Первая весенняя неделя прошла у меня исключительно неважно. Я привык, что удача нечастый гость в моих делах, но здесь невезение было каким-то особенным, ярким. Сломанные пальцы беспокоили меня сильнее обычного, а неудачники, вспомнившие про меня во всех сторонах света, пожимали мою больную руку с особенным рвением. Сначала меня каким-то волшебным образом через «одноклассников» отыскал мой приятель по детскому саду из Геленджика. «О чём говорить, когда не о чём говорить», – эту фразу обычно проговаривают вразнобой в массовках, когда снимают толпу. Вот тут было что-то типа того. Тогда мы неуклюже вместе топали в манящую жизнь, под шелест мечты и морского прибоя, и куда, вот, мы притопали? Тьфу, касть! Говорить о том, кому какая должна быть начислена пенсия, о да, разговорчик ещё тот! Особенно, когда никакая пенсия тебе не светит, да и зачем об этом, перевозчик через Лету – Харон бесстрастно, верно, нас слушал, разминая руки, и готовясь грести вёслами.
Затем мне из Израиля позвонил мне мой давний знакомец, бывший мой коллега по издательству – тоже прелюбопытнейший вышел разговор.

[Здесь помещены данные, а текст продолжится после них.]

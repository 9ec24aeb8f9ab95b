//! Buffered writes to a blocking byte sink.

use std::io::{self, ErrorKind, Write};

use bytes::{Buf, BufMut, BytesMut};

use super::{MIN_BUFFER_CAPACITY, PackOutput};
use crate::error::{PackStreamError, Result};

/// Accumulates writes in a fixed-capacity buffer and hands them to `W` in
/// bulk, whenever the buffer fills or on [`flush`](PackOutput::flush).
#[derive(Debug)]
pub struct BufferedChannelOutput<W> {
    buffer: BytesMut,
    capacity: usize,
    channel: Option<W>,
}

impl<W: Write> BufferedChannelOutput<W> {
    /// Creates an output with no channel bound; see [`reset`](Self::reset).
    pub fn new(capacity: usize) -> Self {
        let capacity = capacity.max(MIN_BUFFER_CAPACITY);
        Self {
            buffer: BytesMut::with_capacity(capacity),
            capacity,
            channel: None,
        }
    }

    pub fn with_channel(channel: W, capacity: usize) -> Self {
        let mut output = Self::new(capacity);
        output.channel = Some(channel);
        output
    }

    /// Binds a new channel. Bytes not yet flushed to the old one are dropped.
    pub fn reset(&mut self, channel: W) -> &mut Self {
        if !self.buffer.is_empty() {
            tracing::trace!(
                discarded = self.buffer.len(),
                "rebinding output with unflushed bytes"
            );
        }
        self.buffer.clear();
        self.channel = Some(channel);
        self
    }

    pub fn capacity(&self) -> usize {
        self.capacity
    }

    /// Bytes written but not yet flushed.
    pub fn buffered(&self) -> usize {
        self.buffer.len()
    }

    pub fn get_ref(&self) -> Option<&W> {
        self.channel.as_ref()
    }

    pub fn get_mut(&mut self) -> Option<&mut W> {
        self.channel.as_mut()
    }

    /// Flushes and returns the channel.
    pub fn into_inner(mut self) -> Result<Option<W>> {
        self.flush()?;
        Ok(self.channel.take())
    }

    /// Drops buffered bytes and closes the channel, if one is bound.
    pub fn close(&mut self) -> Result<()> {
        self.buffer.clear();
        if let Some(mut channel) = self.channel.take() {
            channel.flush()?;
        }
        Ok(())
    }

    /// Makes room for `n` more bytes.
    fn ensure(&mut self, n: usize) -> Result<()> {
        if self.capacity - self.buffer.len() < n {
            self.drain()?;
        }
        Ok(())
    }

    /// Writes the whole buffer to the channel.
    fn drain(&mut self) -> Result<()> {
        if self.buffer.is_empty() {
            return Ok(());
        }
        let Some(channel) = self.channel.as_mut() else {
            return Err(
                io::Error::new(ErrorKind::NotConnected, "no channel bound to output").into(),
            );
        };

        let pending = self.buffer.len();
        while self.buffer.has_remaining() {
            match channel.write(&self.buffer) {
                Ok(0) => {
                    return Err(io::Error::new(
                        ErrorKind::WriteZero,
                        format!("channel accepted no bytes with {} pending", self.buffer.len()),
                    )
                    .into());
                }
                Ok(n) => self.buffer.advance(n),
                Err(e) if e.kind() == ErrorKind::Interrupted => {}
                Err(e) => return Err(e.into()),
            }
        }

        tracing::trace!(bytes = pending, "flushed output buffer");
        self.buffer.clear();
        Ok(())
    }
}

impl<W: Write> PackOutput for BufferedChannelOutput<W> {
    fn write_u8(&mut self, value: u8) -> Result<&mut Self> {
        self.ensure(1)?;
        self.buffer.put_u8(value);
        Ok(self)
    }

    fn write_i16(&mut self, value: i16) -> Result<&mut Self> {
        self.ensure(2)?;
        self.buffer.put_i16(value);
        Ok(self)
    }

    fn write_i32(&mut self, value: i32) -> Result<&mut Self> {
        self.ensure(4)?;
        self.buffer.put_i32(value);
        Ok(self)
    }

    fn write_i64(&mut self, value: i64) -> Result<&mut Self> {
        self.ensure(8)?;
        self.buffer.put_i64(value);
        Ok(self)
    }

    fn write_f64(&mut self, value: f64) -> Result<&mut Self> {
        self.ensure(8)?;
        self.buffer.put_f64(value);
        Ok(self)
    }

    fn write_bytes(&mut self, data: &[u8], offset: usize, length: usize) -> Result<&mut Self> {
        let end = offset
            .checked_add(length)
            .filter(|&end| end <= data.len())
            .ok_or(PackStreamError::Bounds {
                offset,
                length,
                available: data.len(),
            })?;

        let mut src = &data[offset..end];
        while !src.is_empty() {
            let space = self.capacity - self.buffer.len();
            if space == 0 {
                self.drain()?;
                continue;
            }
            let n = space.min(src.len());
            self.buffer.put_slice(&src[..n]);
            src = &src[n..];
        }
        Ok(self)
    }

    fn flush(&mut self) -> Result<&mut Self> {
        self.drain()?;
        if let Some(channel) = self.channel.as_mut() {
            channel.flush()?;
        }
        Ok(self)
    }
}
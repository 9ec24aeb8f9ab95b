//! PackStream binary encoding format.
//!
//! PackStream is a binary presentation format for the exchange of richly-typed
//! data. It uses big-endian byte ordering exclusively. The [`Packer`] writes
//! values to any [`PackOutput`](crate::io::PackOutput) and the [`Unpacker`]
//! reads them back from any [`PackInput`](crate::io::PackInput).

use std::fmt;

pub mod marker;
pub mod packer;
pub mod unpacker;

pub use packer::Packer;
pub use unpacker::Unpacker;

/// Raw size reported for a streamed container (`-1` widened to unsigned).
pub const UNKNOWN_SIZE: u64 = u64::MAX;

/// The kind of value announced by a marker byte.
#[derive(Debug, Clone, Copy, PartialEq, Eq, Hash)]
pub enum PackType {
    Null,
    Boolean,
    Integer,
    Float,
    String,
    Bytes,
    List,
    Map,
    Struct,
    /// The terminator of a streamed list or map.
    EndOfStream,
    /// A marker byte with no assigned meaning.
    Reserved,
}

impl PackType {
    /// Classifies a marker byte.
    pub fn of(m: u8) -> Self {
        match m {
            0x00..=0x7F | 0xF0..=0xFF => Self::Integer,
            0x80..=0x8F => Self::String,
            0x90..=0x9F => Self::List,
            0xA0..=0xAF => Self::Map,
            0xB0..=0xBF => Self::Struct,
            marker::NULL => Self::Null,
            marker::FLOAT_64 => Self::Float,
            marker::FALSE | marker::TRUE => Self::Boolean,
            marker::INT_8..=marker::INT_64 => Self::Integer,
            marker::BYTES_8 | marker::BYTES_16 | marker::BYTES_32 => Self::Bytes,
            marker::STRING_8 | marker::STRING_16 | marker::STRING_32 => Self::String,
            marker::LIST_8..=marker::LIST_STREAM => Self::List,
            marker::MAP_8..=marker::MAP_STREAM => Self::Map,
            marker::STRUCT_8 | marker::STRUCT_16 => Self::Struct,
            marker::END_OF_STREAM => Self::EndOfStream,
            _ => Self::Reserved,
        }
    }
}

impl fmt::Display for PackType {
    fn fmt(&self, f: &mut fmt::Formatter<'_>) -> fmt::Result {
        let name = match self {
            Self::Null => "NULL",
            Self::Boolean => "BOOLEAN",
            Self::Integer => "INTEGER",
            Self::Float => "FLOAT",
            Self::String => "STRING",
            Self::Bytes => "BYTES",
            Self::List => "LIST",
            Self::Map => "MAP",
            Self::Struct => "STRUCT",
            Self::EndOfStream => "END_OF_STREAM",
            Self::Reserved => "RESERVED",
        };
        f.write_str(name)
    }
}

/// Size announced by a list or map header.
#[derive(Debug, Clone, Copy, PartialEq, Eq)]
pub enum Length {
    /// Exactly this many elements follow.
    Known(usize),
    /// Elements follow until an end-of-stream marker.
    Streamed,
}

impl Length {
    pub fn known(self) -> Option<usize> {
        match self {
            Self::Known(n) => Some(n),
            Self::Streamed => None,
        }
    }

    pub fn is_streamed(self) -> bool {
        matches!(self, Self::Streamed)
    }

    /// The size as a raw count, with [`UNKNOWN_SIZE`] for streamed headers.
    pub fn as_raw(self) -> u64 {
        match self {
            Self::Known(n) => n as u64,
            Self::Streamed => UNKNOWN_SIZE,
        }
    }
}
//! Property checks for the codec laws: any value survives a round trip
//! through arbitrarily small buffers, and every integer and header takes the
//! narrowest encoding.

use std::io::Cursor;

use boltr_packstream::io::{BufferedChannelInput, BufferedChannelOutput};
use boltr_packstream::packstream::{Packer, Unpacker};
use boltr_packstream::types::{PackStruct, PackValue};
use proptest::prelude::*;

type TestPacker = Packer<BufferedChannelOutput<Vec<u8>>>;

fn encode_with(capacity: usize, f: impl FnOnce(&mut TestPacker)) -> Vec<u8> {
    let mut packer = Packer::new(BufferedChannelOutput::with_channel(Vec::new(), capacity));
    f(&mut packer);
    packer.into_inner().into_inner().unwrap().unwrap()
}

fn decode_with(capacity: usize, bytes: Vec<u8>) -> (PackValue, bool) {
    let input = BufferedChannelInput::with_channel(Cursor::new(bytes), capacity);
    let mut unpacker = Unpacker::new(input);
    let value = unpacker.unpack_value().unwrap();
    (value, unpacker.has_next().unwrap())
}

fn scalar() -> impl Strategy<Value = PackValue> {
    prop_oneof![
        Just(PackValue::Null),
        any::<bool>().prop_map(PackValue::from),
        any::<i64>().prop_map(PackValue::from),
        (-200i64..200).prop_map(PackValue::from),
        any::<f64>()
            .prop_filter("NaN never compares equal", |f| !f.is_nan())
            .prop_map(PackValue::from),
        ".{0,40}".prop_map(PackValue::from),
        prop::collection::vec(any::<u8>(), 0..300).prop_map(PackValue::from),
    ]
}

fn value() -> impl Strategy<Value = PackValue> {
    scalar().prop_recursive(4, 256, 20, |inner| {
        prop_oneof![
            prop::collection::vec(inner.clone(), 0..20).prop_map(PackValue::List),
            prop::collection::vec(("[a-z]{0,8}", inner.clone()), 0..20).prop_map(PackValue::Map),
            (any::<u8>(), prop::collection::vec(inner, 0..20)).prop_map(|(signature, fields)| {
                PackValue::Struct(PackStruct::new(signature, fields))
            }),
        ]
    })
}

proptest! {
    #[test]
    fn prop_values_round_trip(v in value(), out_cap in 8usize..64, in_cap in 8usize..64) {
        let bytes = encode_with(out_cap, |p| p.pack_value(&v).unwrap());
        let (decoded, trailing) = decode_with(in_cap, bytes);
        prop_assert_eq!(decoded, v);
        prop_assert!(!trailing);
    }

    #[test]
    fn prop_integers_take_narrowest_width(n in any::<i64>()) {
        let bytes = encode_with(16, |p| p.pack_i64(n).unwrap());
        let width = if (-16..=127).contains(&n) {
            1
        } else if i8::try_from(n).is_ok() {
            2
        } else if i16::try_from(n).is_ok() {
            3
        } else if i32::try_from(n).is_ok() {
            5
        } else {
            9
        };
        prop_assert_eq!(bytes.len(), width);
        prop_assert_eq!(decode_with(8, bytes).0, PackValue::Integer(n));
    }

    #[test]
    fn prop_list_header_width(size in 0usize..(1 << 24)) {
        let bytes = encode_with(16, |p| p.pack_list_header(size).unwrap());
        let width = match size {
            s if s < 16 => 1,
            s if s < 128 => 2,
            s if s < 32768 => 3,
            _ => 5,
        };
        prop_assert_eq!(bytes.len(), width);
    }

    #[test]
    fn prop_streamed_lists_match_sized(items in prop::collection::vec(scalar(), 0..40)) {
        let streamed = encode_with(8, |p| {
            p.pack_list_stream_header().unwrap();
            for item in &items {
                p.pack_value(item).unwrap();
            }
            p.pack_end_of_stream().unwrap();
        });
        let sized = encode_with(8, |p| p.pack_value(&PackValue::List(items.clone())).unwrap());
        prop_assert_eq!(decode_with(8, streamed).0, decode_with(8, sized).0);
    }
}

Цельную книгу стишат накропал несостоявшийся лауреат всевозможных конкурсов, ну и теперь-то, когда евонная книжица выйдет, да ещё, для усиления впечатления, с моими иллюстрациями, расчувствовавшийся очередной текущий комитет никуда от нас не денется – присудит премию, как миленький! Поговорил я с ним, как профессор Стравинский со своим очередным пациентом, и подумал: «о-ля-ля, во какой мусор может быть в голове у человека, просто целая мусорная свалка!»
Затем я имел встречу с другим моим знакомцем – выпускником Оксфорда, человеком неглупым и талантливым, но до того одиноким и разнесчастным, что чувствуешь себя гадом последним, когда начинаешь ему возражать по какому-нибудь поводу. По сути, принадлежность к элите ничего не даёт в обычном, человеческом измерении, ибо из какой бы ты помойки не вылез – у тебя есть шанс реализоваться и состояться, как полноценная личность. И, наоборот, из какой бы обкомовской жирности ты не вышел – глядь, и сидишь в запущенной квартире со старым спаниелем и подброшенным к тебе внебрачным ребёнком, крадущим у тебя из карманов деньги на ночной клуб. И рад любому гостю, и чаем с ликёром готов поить случайно забредшего, развлекать и просить посидеть с собой немного, чтобы получить хоть грамм душевного тепла. А я спешу, ни с кем не сижу, и ухожу на свои недоступные крыши, как кот, который гуляет сам по себе. Жалко мне своего приятеля, ибо всегда мне тяжело видеть в его глазах удивительную тоску и какую-то сверхчувственную тревожность. Тысяч одиноких людей мне не жалко, а его – жалко.
Потом к поэту забрёл одному по делу. Денег мне надо, особенно с больной рукой. А тут заказец реальный, книжечку треба оформить миниатюрную. Я лучше десять раз в гости зайду, нежели позову к себе. В гостях гораздо проще испариться и закруглить беседу, которая надоедает мне через пять-шесть минут. Но поэт не готов был разыгрывать сценку по моему сценарию, он был настроен на длительное, неспешное общение. Смотрю на него и думаю: во чёрт, и человек-то ты известный, и был-то всю свою жизнь исправен не то, что коллеги, и живешь-то ты в огромной квартире недалеко от Невского ни в чём не нуждаясь, а вот ничем удержать меня около себя не можешь, и рвусь я из твоей роскошной квартиры с подлинниками Пиранези и Нивинского, а ты – злишься. Когда прощались с ним истерика вышла – заорал, этак, на весь огромный подъезд, что «казлы тут парадное угадили», и про культурную столицу не забыл, и про начальство, будто бы они сюда «отмечаться» ходят, а не шпана. А по-моему он не администрацией недоволен, а мирозданием, только сам этого не понимает.